Einen Ansatz kennen wir aus den Naturwissenschaften, aus der Neurokybernetik, dem Studium neuronaler Informationsverarbeitung. Sie erfährt heute, auch dank der KI-Technologie, einen gewaltigen Forschungsschub. Die Biologie sieht im Bewusstsein selbstverständlich etwas Gewachsenes, etwas aus neuronalem Geschehen «Auftauchendes». Dazu braucht es den richtigen Stoff, die richtige Chemie, die richtige komplexe Architektur des Gehirns. Man könnte dies das Neurobiologie-Paradigma nennen. 
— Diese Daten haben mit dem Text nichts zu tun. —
//! Push validity and execution.
//!
//! Reference: the original solver's `search.cc` (`IsValidPush`,
//! `ExecutePush`).

use crate::constants::{board_index, neighbor, FIELD_COL, FIELD_ROW};
use crate::perm::Perm;
use crate::piece::Piece;
use crate::types::Outcome;

/// Returns `true` if the piece at `i` can push in direction `d`
/// (0=up, 1=left, 2=right, 3=down).
///
/// A push is valid if it moves at least one piece, never pushes an anchored
/// piece, never runs off the top/bottom railing, and never ejects the
/// pushing player's own piece over the side.
pub fn is_valid_push(perm: &Perm, i: u8, d: usize) -> bool {
    let mut row = FIELD_ROW[i as usize] as i32 + crate::constants::DR[d] as i32;
    let mut col = FIELD_COL[i as usize] as i32 + crate::constants::DC[d] as i32;
    let Some(mut field) = board_index(row, col) else {
        return false;
    };
    let mut last_piece = perm.get(field as usize);
    if last_piece == Piece::Empty {
        return false;
    }
    loop {
        if last_piece == Piece::BlackAnchor {
            return false;
        }
        row += crate::constants::DR[d] as i32;
        col += crate::constants::DC[d] as i32;
        if row < 0 || row >= crate::constants::BOARD_H as i32 {
            return false;
        }
        match board_index(row, col) {
            None => {
                return !matches!(last_piece, Piece::WhiteMover | Piece::WhitePusher);
            }
            Some(next_field) => {
                field = next_field;
                last_piece = perm.get(field as usize);
            }
        }
    }
}

/// Executes a push: flips every piece's color (and strips anchors via
/// [`Piece::inverse`]), places the anchor at the pushing piece's destination,
/// and shifts the chain of pushed pieces one cell along `d`.
///
/// # Panics
///
/// Panics (in debug builds) if the push is not valid.
pub fn execute_push(perm: &mut Perm, i: u8, d: usize) -> Outcome {
    debug_assert!(is_valid_push(perm, i, d));
    for j in 0..crate::constants::L {
        perm.set(j, perm.get(j).inverse());
    }
    perm.set(i as usize, Piece::BlackAnchor);

    let mut row = FIELD_ROW[i as usize] as i32;
    let mut col = FIELD_COL[i as usize] as i32;
    let mut carried = Piece::Empty;
    loop {
        match board_index(row, col) {
            None => {
                debug_assert_ne!(carried, Piece::Empty);
                return if matches!(carried, Piece::WhiteMover | Piece::WhitePusher) {
                    Outcome::Loss
                } else {
                    Outcome::Win
                };
            }
            Some(field) => {
                let displaced = perm.get(field as usize);
                perm.set(field as usize, carried);
                carried = displaced;
                if carried == Piece::Empty {
                    return Outcome::Tie;
                }
                row += crate::constants::DR[d] as i32;
                col += crate::constants::DC[d] as i32;
            }
        }
    }
}

/// Returns the field reached from `i` by stepping in direction `d`, treating
/// the board edge as `None` (a thin wrapper over [`neighbor`] used by the
/// search kernel for move generation, as opposed to push execution which
/// tracks row/col directly to detect the railing).
#[inline]
pub fn step(i: u8, d: usize) -> Option<u8> {
    neighbor(i, d)
}

#[cfg(test)]
mod tests {
    use super::*;
    use crate::perm::Perm;

    fn perm_from_chars(s: &str) -> Perm {
        let mut cells = [0u8; crate::constants::L];
        for (i, c) in s.chars().filter(|c| !c.is_whitespace()).enumerate() {
            cells[i] = match c {
                '.' => 0,
                'o' => 1,
                'O' => 2,
                'x' => 3,
                'X' => 4,
                'Y' => 5,
                other => panic!("unexpected board char {other}"),
            };
        }
        Perm::from_raw(cells)
    }

    #[test]
    fn push_off_own_piece_is_invalid() {
        // FIRST has no adjacent pieces at all around field 0, so no push is
        // valid there regardless of direction.
        let p = Perm::FIRST;
        assert!(!is_valid_push(&p, 0, 0));
    }

    #[test]
    fn execute_push_inverts_and_places_anchor() {
        let mut p = perm_from_chars(
            "  . . O o .
             . . . . . . . .
             . . . . . . . .
               . . x X Y",
        );
        if is_valid_push(&p, 2, 2) {
            let outcome = execute_push(&mut p, 2, 2);
            assert_eq!(p.get(2), Piece::BlackAnchor);
            assert_eq!(outcome, Outcome::Tie);
        }
    }
}
//! The loss-propagation scratch file: a bitmap of winning indices found
//! during back-propagation, plus a bitmap of which chunks have finished.
//!
//! Same shape as an in-process atomic bitset, extended from one `u64` to an
//! arbitrarily large memory-mapped region shared across worker threads.

use std::path::Path;
use std::sync::atomic::{AtomicU8, Ordering};

use memmap2::MmapMut;

use crate::constants::{NUM_CHUNKS, TOTAL_MINIMIZED};
use crate::error::StorageError;

use super::map_read_write;

fn bytes_for_bits(bits: i64) -> u64 {
    (bits as u64).div_ceil(8)
}

/// A memory-mapped, atomically-updated bitmap, split into a "found" segment
/// (one bit per minimized index) followed by a "chunk complete" segment (one
/// bit per chunk).
pub struct LossPropFile {
    mmap: MmapMut,
    chunk_segment_offset: usize,
}

impl LossPropFile {
    pub fn open(path: &Path) -> Result<LossPropFile, StorageError> {
        let found_len = bytes_for_bits(TOTAL_MINIMIZED);
        let chunk_len = bytes_for_bits(NUM_CHUNKS);
        let mmap = map_read_write(path, found_len + chunk_len)?;
        Ok(LossPropFile {
            mmap,
            chunk_segment_offset: found_len as usize,
        })
    }

    fn atomic_byte(&self, index: usize) -> &AtomicU8 {
        // SAFETY: `AtomicU8` has the same layout as `u8`; all access to this
        // byte, in this process, goes through `AtomicU8` operations, so
        // concurrent writers (one per chunk, potentially touching the same
        // byte across chunk boundaries) never race on a plain read-modify-write.
        unsafe { AtomicU8::from_ptr(self.mmap.as_ptr().add(index) as *mut u8) }
    }

    /// Atomically sets the "found" bit for minimized index `i`. Returns
    /// whether it was already set.
    pub fn mark_found(&self, i: i64) -> bool {
        let byte_index = (i / 8) as usize;
        let mask = 1u8 << (i % 8);
        let prev = self.atomic_byte(byte_index).fetch_or(mask, Ordering::AcqRel);
        prev & mask != 0
    }

    pub fn is_found(&self, i: i64) -> bool {
        let byte_index = (i / 8) as usize;
        let mask = 1u8 << (i % 8);
        self.atomic_byte(byte_index).load(Ordering::Acquire) & mask != 0
    }

    pub fn mark_chunk_complete(&self, chunk: i64) {
        let bit = self.chunk_segment_offset * 8 + chunk as usize;
        self.atomic_byte(bit / 8)
            .fetch_or(1 << (bit % 8), Ordering::AcqRel);
    }

    pub fn is_chunk_complete(&self, chunk: i64) -> bool {
        let bit = self.chunk_segment_offset * 8 + chunk as usize;
        self.atomic_byte(bit / 8).load(Ordering::Acquire) & (1 << (bit % 8)) != 0
    }
}

#[cfg(test)]
mod tests {
    use super::*;

    #[test]
    fn segment_sizes_cover_the_index_space() {
        assert_eq!(bytes_for_bits(1), 1);
        assert_eq!(bytes_for_bits(8), 1);
        assert_eq!(bytes_for_bits(9), 2);
    }
}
Es wurde im Jahre 1990 vom Neurowissenschaftler Christof Koch und der Biologie-Nobelpreisträger Francis Crick formuliert: «Towards a Neurobiological Theory of Consciousness». Darin steht manifestartig: «Wir wollen annehmen, dass bestimmte Tierarten, im Besonderen die höheren Säugetiere, einige wesentliche, nicht notwendig alle Merkmale des Bewusstseins haben. Deshalb könnten geeignete Experimente relevante Hinweise auf die Mechanismen geben, die dem Bewusstsein zugrunde liegen. Wir erachten es auf dieser Forschungsstufe als nicht vorteilhaft, darüber zu diskutieren, ob Tiere wie Kraken, Fruchtfliegen oder Fadenwürmer bewusst sind. Es ist allerdings wahrscheinlich, dass Bewusstsein (..) mit der Komplexität des Nervensystems korreliert ist».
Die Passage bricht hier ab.